-- Opening Marker --

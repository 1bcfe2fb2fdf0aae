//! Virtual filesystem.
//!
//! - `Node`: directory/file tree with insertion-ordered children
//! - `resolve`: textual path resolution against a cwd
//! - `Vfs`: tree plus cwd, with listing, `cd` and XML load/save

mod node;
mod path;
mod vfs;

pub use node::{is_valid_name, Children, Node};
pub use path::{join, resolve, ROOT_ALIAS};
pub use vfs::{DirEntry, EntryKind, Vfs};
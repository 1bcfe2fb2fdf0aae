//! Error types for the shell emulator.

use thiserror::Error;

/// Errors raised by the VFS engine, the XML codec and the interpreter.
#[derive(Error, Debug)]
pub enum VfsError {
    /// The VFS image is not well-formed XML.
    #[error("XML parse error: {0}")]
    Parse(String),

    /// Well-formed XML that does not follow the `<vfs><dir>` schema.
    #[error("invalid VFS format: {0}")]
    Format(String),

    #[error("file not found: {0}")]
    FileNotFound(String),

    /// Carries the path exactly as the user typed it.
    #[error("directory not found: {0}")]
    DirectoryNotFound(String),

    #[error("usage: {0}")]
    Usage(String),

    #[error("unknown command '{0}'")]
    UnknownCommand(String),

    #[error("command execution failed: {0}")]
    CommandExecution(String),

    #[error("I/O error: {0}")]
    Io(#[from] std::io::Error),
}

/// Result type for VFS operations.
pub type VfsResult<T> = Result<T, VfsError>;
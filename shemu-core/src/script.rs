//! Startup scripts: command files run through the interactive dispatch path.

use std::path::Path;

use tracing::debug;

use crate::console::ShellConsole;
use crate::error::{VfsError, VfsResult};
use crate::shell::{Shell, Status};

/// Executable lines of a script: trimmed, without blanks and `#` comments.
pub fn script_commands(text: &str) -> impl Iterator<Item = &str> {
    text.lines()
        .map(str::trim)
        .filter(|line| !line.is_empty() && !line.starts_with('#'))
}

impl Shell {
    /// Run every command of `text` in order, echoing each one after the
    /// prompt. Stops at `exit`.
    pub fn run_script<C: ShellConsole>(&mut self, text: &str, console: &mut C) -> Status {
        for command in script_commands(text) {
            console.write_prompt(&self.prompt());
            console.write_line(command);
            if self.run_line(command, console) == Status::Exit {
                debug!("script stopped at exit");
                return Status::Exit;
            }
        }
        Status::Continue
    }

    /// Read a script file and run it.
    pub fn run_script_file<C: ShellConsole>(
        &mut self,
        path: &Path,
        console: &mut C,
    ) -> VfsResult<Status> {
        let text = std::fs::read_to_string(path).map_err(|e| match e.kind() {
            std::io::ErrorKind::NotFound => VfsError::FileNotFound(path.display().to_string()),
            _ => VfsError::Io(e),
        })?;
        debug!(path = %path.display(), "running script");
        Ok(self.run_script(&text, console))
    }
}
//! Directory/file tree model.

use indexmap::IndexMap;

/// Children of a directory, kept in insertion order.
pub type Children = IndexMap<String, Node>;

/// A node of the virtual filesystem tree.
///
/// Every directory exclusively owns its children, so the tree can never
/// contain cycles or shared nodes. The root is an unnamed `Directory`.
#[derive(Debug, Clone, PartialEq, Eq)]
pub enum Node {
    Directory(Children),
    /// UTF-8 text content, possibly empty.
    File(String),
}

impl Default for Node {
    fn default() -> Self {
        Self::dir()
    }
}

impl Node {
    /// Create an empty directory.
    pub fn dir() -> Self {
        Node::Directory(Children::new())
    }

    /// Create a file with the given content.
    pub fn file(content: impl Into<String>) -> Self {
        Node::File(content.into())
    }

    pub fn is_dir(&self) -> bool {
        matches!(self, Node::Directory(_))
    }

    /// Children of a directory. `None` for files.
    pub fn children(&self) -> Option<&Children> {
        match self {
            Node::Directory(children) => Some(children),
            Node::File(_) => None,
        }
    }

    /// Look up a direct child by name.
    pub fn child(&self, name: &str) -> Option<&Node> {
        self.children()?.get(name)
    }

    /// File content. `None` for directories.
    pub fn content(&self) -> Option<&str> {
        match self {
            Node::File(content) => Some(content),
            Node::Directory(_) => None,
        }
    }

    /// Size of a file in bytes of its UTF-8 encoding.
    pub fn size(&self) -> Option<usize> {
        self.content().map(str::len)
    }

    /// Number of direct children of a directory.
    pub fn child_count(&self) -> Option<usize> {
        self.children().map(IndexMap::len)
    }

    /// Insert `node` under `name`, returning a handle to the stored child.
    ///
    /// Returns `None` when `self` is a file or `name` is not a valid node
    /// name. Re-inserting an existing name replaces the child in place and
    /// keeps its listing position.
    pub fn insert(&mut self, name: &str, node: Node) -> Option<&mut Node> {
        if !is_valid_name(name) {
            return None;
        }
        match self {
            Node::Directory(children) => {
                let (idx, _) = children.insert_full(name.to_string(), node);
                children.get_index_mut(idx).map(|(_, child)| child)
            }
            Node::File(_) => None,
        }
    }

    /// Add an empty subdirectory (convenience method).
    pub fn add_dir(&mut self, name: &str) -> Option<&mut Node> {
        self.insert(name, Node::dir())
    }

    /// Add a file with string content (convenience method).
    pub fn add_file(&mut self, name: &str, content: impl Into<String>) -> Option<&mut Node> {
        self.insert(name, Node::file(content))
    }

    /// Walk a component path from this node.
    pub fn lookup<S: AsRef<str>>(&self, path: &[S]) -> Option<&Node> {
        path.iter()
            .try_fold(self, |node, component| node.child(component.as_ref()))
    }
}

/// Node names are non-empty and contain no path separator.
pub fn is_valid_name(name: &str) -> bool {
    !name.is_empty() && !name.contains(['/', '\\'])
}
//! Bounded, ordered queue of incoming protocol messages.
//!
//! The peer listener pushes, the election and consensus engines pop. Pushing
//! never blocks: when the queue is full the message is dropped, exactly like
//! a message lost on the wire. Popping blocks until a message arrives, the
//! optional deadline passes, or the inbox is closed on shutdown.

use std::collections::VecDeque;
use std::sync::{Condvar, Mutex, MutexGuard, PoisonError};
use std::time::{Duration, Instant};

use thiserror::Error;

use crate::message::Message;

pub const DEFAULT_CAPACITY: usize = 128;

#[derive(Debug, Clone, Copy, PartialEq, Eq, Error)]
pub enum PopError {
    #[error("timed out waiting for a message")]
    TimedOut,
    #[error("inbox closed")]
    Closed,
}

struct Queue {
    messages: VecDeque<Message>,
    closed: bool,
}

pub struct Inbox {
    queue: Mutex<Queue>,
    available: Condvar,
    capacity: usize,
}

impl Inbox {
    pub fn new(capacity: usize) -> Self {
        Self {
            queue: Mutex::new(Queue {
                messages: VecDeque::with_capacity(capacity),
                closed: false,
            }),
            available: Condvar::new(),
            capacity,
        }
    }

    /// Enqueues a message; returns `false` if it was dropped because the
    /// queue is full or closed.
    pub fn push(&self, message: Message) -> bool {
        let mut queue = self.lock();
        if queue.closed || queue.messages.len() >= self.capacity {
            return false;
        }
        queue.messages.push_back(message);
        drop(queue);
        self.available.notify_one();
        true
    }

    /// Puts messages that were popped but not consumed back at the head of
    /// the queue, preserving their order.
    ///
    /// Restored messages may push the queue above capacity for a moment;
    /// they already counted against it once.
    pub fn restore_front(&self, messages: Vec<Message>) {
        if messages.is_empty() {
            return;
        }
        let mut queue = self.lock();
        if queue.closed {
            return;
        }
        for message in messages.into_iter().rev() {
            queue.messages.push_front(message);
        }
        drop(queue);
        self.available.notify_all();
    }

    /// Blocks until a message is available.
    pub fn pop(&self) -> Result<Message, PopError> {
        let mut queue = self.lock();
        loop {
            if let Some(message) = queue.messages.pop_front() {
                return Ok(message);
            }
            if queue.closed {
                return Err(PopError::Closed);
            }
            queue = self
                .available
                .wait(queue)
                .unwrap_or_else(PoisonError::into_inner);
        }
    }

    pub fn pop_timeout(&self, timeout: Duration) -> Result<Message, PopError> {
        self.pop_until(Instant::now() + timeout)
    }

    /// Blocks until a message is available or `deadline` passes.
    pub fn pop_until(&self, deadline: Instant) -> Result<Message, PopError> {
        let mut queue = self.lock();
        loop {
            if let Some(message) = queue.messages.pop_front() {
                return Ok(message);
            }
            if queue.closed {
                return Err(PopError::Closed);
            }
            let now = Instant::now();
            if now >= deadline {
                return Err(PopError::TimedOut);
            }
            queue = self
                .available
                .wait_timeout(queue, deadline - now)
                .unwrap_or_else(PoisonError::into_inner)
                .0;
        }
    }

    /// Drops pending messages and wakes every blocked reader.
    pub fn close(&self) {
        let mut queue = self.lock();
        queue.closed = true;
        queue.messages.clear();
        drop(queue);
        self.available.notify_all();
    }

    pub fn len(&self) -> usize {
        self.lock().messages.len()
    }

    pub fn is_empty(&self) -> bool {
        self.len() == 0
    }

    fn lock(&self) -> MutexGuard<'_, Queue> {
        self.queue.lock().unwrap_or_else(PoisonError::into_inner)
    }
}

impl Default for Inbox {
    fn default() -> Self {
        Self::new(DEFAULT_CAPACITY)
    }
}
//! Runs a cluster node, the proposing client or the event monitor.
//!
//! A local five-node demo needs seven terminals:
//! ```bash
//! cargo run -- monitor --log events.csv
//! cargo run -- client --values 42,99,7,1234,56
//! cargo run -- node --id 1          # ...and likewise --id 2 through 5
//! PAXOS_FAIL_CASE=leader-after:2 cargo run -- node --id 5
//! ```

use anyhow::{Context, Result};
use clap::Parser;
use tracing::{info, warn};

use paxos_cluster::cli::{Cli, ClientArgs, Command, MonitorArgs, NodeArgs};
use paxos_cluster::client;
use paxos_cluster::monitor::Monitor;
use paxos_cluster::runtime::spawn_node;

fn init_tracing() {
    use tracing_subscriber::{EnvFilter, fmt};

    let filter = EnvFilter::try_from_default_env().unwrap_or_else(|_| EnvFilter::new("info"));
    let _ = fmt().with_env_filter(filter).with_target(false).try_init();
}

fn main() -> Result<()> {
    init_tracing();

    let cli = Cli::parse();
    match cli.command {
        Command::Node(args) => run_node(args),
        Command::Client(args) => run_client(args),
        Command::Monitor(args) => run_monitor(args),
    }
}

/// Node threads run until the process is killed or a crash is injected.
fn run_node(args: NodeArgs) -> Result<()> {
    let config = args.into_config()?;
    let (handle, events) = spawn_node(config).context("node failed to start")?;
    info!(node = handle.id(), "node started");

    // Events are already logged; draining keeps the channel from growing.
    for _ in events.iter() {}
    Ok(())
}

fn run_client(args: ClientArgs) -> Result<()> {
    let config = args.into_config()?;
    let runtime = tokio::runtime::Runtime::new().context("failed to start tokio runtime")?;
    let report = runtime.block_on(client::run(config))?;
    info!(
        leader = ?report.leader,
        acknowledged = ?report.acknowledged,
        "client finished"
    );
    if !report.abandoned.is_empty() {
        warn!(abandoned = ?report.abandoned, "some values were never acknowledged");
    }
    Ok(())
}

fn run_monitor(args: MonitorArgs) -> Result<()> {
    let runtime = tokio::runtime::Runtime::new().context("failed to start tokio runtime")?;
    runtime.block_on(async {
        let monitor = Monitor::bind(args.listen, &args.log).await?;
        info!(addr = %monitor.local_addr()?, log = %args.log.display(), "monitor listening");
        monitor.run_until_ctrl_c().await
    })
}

-- Closing Marker --
-- Opening Marker --

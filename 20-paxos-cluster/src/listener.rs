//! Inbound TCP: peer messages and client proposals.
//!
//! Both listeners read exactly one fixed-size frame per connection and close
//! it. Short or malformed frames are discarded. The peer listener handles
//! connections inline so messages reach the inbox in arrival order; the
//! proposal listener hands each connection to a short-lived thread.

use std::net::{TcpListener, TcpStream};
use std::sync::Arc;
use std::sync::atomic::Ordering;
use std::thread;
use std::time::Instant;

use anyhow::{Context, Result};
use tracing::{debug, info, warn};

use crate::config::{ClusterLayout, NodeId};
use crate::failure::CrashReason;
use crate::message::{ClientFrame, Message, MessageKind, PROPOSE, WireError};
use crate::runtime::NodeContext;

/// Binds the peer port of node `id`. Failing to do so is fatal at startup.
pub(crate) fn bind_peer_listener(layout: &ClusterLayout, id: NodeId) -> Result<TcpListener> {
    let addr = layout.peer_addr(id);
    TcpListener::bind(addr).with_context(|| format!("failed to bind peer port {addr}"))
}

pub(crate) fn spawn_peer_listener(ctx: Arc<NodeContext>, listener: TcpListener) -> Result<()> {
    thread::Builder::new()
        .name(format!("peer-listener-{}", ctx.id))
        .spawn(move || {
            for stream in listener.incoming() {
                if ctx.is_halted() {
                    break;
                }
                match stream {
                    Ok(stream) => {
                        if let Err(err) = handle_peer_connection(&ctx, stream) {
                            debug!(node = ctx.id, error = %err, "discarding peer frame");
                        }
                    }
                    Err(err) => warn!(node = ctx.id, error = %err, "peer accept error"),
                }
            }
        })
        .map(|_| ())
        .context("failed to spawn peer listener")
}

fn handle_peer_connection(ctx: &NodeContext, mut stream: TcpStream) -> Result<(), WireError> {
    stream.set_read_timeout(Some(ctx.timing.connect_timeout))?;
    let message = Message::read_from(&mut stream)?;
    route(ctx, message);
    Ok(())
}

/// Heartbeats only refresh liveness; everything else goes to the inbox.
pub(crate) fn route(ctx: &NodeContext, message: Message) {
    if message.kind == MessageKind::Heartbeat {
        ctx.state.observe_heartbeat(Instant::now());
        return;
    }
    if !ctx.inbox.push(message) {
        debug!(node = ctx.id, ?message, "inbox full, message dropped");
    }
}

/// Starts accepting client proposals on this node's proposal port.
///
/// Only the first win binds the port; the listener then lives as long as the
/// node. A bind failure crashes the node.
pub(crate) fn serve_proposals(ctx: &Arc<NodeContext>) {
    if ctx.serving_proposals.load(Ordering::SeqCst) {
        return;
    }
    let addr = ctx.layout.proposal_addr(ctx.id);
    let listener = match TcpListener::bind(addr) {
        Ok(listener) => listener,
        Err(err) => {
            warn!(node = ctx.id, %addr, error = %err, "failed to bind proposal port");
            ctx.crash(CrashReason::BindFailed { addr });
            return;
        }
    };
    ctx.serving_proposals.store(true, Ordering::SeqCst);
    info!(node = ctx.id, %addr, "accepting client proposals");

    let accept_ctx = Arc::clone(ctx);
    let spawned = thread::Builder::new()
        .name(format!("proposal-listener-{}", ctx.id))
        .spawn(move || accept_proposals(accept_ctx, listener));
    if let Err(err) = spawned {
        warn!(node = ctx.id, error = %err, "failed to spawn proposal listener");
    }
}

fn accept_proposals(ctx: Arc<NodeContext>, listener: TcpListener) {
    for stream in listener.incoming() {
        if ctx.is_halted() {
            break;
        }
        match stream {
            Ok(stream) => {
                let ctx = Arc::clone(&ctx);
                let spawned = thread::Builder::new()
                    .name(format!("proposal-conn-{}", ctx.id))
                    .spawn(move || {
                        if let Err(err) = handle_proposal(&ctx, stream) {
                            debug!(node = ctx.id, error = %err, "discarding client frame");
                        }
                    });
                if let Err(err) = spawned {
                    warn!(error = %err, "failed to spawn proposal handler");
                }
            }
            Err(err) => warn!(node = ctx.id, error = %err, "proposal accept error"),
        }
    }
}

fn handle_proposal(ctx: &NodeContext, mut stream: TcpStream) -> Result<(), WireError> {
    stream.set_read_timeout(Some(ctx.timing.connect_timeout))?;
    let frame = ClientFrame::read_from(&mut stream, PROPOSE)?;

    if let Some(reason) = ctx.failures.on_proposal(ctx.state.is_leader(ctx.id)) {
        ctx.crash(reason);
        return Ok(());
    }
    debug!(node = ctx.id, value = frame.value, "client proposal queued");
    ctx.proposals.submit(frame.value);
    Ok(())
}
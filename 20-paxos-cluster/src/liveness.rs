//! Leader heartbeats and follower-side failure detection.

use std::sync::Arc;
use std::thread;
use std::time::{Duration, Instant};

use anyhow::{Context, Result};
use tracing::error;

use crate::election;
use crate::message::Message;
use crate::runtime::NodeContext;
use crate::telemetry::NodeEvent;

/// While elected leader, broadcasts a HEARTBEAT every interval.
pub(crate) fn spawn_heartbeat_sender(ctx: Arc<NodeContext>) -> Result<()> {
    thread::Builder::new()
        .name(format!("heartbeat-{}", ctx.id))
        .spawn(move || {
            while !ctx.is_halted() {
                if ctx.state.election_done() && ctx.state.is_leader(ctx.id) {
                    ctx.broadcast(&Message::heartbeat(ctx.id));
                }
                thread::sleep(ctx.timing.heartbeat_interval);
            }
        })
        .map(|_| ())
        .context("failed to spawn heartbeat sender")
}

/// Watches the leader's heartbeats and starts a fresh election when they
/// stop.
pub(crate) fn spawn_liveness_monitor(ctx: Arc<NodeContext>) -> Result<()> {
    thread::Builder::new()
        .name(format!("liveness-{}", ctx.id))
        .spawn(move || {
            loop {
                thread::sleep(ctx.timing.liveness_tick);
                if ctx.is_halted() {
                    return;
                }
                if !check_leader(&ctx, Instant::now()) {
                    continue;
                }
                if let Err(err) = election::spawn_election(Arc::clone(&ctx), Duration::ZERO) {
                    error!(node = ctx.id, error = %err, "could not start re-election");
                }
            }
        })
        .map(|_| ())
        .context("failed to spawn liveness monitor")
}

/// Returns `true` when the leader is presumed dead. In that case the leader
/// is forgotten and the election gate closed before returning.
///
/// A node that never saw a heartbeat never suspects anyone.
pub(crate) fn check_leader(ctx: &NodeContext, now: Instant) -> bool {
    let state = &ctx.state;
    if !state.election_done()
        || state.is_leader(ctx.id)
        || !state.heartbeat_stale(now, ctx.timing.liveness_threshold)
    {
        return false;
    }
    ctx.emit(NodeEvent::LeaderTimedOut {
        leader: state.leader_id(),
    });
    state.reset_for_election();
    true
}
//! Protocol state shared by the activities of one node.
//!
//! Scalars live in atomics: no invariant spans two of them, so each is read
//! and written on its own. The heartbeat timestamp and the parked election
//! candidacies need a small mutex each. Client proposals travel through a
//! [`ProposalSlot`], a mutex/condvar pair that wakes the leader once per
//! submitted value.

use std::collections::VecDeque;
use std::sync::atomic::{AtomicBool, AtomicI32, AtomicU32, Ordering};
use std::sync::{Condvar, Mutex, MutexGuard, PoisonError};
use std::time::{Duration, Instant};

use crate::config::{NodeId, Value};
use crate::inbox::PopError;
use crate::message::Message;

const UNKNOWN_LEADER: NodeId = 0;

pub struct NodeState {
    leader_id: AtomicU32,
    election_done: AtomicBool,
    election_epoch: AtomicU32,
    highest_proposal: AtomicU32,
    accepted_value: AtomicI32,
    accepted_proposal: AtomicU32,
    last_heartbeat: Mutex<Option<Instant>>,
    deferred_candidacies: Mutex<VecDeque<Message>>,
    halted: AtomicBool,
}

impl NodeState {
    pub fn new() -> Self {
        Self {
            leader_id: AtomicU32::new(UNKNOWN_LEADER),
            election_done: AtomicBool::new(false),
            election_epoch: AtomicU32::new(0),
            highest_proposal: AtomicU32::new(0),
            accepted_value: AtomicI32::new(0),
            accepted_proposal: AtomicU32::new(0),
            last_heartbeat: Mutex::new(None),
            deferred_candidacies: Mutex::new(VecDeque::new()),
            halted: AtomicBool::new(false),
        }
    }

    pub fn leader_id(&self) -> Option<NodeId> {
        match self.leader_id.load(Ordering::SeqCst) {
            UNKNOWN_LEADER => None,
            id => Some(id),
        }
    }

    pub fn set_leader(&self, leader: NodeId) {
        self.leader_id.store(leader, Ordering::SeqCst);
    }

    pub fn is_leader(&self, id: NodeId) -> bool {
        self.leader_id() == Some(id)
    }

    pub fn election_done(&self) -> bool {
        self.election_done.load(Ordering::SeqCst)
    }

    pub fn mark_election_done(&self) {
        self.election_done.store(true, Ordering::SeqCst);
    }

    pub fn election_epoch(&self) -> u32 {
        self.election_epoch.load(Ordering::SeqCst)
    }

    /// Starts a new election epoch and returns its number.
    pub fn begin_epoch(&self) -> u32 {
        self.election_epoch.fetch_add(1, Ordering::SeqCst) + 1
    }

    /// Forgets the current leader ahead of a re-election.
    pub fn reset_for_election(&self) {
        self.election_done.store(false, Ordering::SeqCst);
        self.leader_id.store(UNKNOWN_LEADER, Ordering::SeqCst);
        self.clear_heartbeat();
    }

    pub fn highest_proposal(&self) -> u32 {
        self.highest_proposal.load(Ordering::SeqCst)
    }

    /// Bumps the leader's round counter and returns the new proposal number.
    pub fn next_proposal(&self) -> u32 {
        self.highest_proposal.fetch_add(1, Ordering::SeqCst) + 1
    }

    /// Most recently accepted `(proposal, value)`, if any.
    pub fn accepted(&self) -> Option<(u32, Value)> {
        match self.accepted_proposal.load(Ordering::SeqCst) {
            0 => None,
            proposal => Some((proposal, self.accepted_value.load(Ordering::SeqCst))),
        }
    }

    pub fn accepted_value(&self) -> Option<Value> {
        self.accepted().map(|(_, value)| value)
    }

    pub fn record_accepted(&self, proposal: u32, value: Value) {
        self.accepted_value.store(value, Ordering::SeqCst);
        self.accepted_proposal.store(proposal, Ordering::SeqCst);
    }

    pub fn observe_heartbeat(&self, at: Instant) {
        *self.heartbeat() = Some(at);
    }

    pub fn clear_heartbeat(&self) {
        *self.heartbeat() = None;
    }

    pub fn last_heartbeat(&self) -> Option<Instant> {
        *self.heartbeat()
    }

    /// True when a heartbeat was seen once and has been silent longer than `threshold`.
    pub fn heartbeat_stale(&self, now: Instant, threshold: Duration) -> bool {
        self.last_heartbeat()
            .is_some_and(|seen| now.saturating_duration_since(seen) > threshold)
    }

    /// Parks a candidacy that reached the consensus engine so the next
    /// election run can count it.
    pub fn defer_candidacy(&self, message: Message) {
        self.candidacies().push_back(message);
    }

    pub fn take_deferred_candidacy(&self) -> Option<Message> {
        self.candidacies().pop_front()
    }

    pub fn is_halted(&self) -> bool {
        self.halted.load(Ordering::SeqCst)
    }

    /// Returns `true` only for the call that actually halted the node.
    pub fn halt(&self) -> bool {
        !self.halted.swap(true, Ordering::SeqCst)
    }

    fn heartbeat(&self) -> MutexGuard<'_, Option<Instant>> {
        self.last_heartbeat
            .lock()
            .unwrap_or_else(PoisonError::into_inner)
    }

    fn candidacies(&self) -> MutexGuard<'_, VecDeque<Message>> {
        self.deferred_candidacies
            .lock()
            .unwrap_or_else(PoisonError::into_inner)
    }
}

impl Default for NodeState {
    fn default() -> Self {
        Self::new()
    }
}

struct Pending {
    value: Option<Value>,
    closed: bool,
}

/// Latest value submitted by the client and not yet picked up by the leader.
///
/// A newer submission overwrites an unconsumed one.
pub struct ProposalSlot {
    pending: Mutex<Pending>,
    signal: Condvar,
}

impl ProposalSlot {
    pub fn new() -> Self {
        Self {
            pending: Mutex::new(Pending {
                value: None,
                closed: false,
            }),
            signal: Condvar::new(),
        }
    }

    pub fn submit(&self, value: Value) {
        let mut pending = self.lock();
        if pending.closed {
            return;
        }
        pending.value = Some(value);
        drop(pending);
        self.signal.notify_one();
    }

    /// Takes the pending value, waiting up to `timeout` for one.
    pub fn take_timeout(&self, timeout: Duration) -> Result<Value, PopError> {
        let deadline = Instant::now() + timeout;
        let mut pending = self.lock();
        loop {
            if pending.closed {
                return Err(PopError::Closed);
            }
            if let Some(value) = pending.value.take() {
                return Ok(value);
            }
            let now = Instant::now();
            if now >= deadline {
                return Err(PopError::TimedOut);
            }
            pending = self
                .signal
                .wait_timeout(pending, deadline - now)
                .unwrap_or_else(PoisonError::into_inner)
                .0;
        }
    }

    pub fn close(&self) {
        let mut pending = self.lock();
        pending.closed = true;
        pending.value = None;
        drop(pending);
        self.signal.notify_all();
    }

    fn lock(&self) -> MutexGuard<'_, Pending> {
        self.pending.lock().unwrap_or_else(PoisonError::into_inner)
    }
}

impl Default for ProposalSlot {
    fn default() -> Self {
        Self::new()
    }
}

-- Closing Marker --

**PROBLEM DETAILS:** Check each line of the records above for the word "load" and report how many lines have it, as a number only.

**COMPLETED EXERCISE:** 9